(Stored items)
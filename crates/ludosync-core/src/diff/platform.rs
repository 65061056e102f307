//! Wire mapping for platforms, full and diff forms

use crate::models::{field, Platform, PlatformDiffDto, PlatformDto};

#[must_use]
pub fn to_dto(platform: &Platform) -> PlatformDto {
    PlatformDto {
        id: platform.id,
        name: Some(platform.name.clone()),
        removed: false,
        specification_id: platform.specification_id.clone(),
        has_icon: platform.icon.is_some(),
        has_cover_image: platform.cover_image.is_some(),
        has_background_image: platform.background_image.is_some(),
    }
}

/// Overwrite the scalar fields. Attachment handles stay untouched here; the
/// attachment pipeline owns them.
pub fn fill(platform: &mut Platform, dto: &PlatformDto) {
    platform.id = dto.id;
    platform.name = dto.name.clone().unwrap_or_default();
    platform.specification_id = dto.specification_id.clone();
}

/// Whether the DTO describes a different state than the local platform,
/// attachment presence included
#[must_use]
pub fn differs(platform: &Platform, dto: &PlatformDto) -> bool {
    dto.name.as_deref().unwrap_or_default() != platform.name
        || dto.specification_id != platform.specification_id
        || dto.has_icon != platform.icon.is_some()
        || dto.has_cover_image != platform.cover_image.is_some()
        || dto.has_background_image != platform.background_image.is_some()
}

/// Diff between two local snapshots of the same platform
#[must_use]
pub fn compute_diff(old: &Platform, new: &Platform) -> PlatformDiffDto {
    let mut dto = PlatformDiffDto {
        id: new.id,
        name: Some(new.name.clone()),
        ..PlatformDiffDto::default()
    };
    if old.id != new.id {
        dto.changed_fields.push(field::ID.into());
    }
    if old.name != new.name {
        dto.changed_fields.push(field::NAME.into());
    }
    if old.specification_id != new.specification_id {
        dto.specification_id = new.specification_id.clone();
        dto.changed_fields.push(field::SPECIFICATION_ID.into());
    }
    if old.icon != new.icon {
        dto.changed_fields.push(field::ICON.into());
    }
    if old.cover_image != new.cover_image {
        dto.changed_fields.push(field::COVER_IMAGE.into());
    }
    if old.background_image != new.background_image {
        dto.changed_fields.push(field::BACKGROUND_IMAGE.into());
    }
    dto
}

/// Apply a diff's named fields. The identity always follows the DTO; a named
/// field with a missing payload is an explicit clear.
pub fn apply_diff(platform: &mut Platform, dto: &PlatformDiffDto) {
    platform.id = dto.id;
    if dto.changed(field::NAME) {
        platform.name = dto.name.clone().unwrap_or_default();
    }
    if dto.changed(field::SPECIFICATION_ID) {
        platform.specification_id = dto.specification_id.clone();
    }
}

--

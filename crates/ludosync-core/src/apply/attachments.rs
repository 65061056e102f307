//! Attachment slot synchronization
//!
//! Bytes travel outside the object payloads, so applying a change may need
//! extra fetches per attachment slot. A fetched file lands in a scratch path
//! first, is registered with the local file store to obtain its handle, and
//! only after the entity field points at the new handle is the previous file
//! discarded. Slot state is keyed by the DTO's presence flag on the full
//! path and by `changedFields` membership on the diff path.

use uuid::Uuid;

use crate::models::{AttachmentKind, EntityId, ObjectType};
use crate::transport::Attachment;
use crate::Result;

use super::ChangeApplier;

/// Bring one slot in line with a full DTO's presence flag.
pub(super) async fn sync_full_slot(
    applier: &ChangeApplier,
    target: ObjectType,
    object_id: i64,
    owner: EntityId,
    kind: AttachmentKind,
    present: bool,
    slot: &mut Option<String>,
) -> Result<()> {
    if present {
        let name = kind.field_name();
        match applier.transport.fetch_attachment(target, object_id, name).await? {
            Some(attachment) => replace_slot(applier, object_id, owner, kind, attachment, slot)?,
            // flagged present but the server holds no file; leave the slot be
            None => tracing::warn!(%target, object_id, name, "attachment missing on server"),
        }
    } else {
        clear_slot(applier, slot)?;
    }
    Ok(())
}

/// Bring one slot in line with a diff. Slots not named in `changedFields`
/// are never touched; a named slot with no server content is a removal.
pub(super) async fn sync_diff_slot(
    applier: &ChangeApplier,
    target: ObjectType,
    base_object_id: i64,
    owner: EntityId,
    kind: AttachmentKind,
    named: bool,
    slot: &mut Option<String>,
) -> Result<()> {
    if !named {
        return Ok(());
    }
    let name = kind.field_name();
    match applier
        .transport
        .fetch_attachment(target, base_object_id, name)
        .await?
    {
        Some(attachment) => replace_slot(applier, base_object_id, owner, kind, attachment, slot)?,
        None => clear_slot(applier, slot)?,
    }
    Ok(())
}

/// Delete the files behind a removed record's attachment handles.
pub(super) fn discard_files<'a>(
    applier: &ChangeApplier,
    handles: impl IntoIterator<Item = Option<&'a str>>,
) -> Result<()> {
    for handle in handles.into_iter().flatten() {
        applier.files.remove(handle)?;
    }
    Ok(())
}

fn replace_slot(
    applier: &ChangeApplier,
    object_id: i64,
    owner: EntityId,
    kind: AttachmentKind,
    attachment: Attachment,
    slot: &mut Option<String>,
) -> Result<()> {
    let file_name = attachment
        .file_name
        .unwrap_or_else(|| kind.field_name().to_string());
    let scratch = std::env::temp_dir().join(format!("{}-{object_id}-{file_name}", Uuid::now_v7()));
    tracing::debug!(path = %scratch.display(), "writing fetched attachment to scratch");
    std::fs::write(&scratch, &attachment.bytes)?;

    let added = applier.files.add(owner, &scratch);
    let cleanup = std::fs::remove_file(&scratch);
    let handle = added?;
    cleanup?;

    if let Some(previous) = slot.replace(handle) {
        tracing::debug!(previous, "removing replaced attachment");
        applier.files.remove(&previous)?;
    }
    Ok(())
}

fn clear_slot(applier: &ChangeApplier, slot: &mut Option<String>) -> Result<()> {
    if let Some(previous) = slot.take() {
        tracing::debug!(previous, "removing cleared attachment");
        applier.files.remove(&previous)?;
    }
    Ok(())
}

---

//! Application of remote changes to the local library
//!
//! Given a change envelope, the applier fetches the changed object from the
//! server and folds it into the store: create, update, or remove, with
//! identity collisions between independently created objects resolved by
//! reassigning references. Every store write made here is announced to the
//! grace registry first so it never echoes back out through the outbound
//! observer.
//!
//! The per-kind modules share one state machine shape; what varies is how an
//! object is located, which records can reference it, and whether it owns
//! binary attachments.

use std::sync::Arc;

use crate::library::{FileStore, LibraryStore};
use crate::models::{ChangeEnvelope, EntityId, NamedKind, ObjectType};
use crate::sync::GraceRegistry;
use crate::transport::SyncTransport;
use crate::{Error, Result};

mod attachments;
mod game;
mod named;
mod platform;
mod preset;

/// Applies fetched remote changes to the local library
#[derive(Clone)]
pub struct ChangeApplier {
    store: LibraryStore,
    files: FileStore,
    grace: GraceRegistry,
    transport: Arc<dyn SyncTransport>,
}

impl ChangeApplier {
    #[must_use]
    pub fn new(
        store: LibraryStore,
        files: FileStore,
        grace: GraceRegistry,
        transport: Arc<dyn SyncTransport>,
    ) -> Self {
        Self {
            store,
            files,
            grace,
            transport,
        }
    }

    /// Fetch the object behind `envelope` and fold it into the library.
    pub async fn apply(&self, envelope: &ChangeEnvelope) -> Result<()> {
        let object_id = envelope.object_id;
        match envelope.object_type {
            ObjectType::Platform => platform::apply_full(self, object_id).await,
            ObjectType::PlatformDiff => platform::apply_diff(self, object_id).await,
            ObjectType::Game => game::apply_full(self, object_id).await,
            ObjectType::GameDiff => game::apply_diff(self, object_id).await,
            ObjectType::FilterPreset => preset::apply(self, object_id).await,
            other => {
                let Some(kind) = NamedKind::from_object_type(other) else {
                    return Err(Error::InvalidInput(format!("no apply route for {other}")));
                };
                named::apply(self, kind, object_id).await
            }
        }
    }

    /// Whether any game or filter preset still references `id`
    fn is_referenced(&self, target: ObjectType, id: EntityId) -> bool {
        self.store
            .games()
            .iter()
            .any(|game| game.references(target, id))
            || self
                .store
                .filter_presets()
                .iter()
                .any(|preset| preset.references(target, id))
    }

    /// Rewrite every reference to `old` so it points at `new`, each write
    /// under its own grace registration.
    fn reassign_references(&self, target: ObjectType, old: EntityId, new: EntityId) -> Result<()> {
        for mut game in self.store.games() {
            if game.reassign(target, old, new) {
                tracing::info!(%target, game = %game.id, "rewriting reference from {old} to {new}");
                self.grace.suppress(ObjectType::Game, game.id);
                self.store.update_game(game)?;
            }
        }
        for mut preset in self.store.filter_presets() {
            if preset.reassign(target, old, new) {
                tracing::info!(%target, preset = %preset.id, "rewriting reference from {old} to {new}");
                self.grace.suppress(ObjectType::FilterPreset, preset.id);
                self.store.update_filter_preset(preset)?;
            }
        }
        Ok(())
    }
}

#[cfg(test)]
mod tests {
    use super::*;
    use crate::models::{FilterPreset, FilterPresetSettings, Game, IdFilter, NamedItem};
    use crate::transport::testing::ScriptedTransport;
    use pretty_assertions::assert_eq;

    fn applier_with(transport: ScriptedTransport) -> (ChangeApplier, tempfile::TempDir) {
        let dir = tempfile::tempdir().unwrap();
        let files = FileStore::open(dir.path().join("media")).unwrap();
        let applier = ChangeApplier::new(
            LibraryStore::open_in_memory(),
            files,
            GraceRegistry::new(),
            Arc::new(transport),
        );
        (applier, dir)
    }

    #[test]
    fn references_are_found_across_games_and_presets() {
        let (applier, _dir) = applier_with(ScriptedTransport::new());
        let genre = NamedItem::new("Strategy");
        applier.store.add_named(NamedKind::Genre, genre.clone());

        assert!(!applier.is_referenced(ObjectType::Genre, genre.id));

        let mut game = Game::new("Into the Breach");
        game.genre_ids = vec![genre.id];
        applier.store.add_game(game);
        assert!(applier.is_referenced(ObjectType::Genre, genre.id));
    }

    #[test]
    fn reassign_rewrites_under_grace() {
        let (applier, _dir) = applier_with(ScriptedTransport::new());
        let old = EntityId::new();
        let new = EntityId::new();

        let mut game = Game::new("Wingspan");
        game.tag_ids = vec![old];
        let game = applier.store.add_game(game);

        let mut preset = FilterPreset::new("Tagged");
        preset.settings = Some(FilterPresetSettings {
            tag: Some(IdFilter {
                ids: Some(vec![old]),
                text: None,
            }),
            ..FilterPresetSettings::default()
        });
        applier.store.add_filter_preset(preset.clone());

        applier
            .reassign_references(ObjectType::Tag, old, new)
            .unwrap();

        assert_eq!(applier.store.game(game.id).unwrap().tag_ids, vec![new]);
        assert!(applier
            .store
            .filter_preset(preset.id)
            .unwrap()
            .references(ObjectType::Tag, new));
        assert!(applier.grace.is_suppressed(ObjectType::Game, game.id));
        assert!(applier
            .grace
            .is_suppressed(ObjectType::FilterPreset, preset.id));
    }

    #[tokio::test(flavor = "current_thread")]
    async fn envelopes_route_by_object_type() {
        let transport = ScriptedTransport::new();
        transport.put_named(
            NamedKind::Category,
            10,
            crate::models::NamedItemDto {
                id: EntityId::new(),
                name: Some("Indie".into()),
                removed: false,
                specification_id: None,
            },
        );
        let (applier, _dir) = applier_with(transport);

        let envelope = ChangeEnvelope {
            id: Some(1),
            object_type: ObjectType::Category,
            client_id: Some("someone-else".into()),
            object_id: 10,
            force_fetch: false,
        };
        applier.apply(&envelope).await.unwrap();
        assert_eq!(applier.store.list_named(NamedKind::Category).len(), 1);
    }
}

## EXERCISE DIRECTIONS
Filter the entries and copy out every line with the word "super".

## EXERCISE ANSWER
use super::ChangeApplier;
pub(super) async fn sync_full_slot(
pub(super) async fn sync_diff_slot(
pub(super) fn discard_files<'a>(
    use super::*;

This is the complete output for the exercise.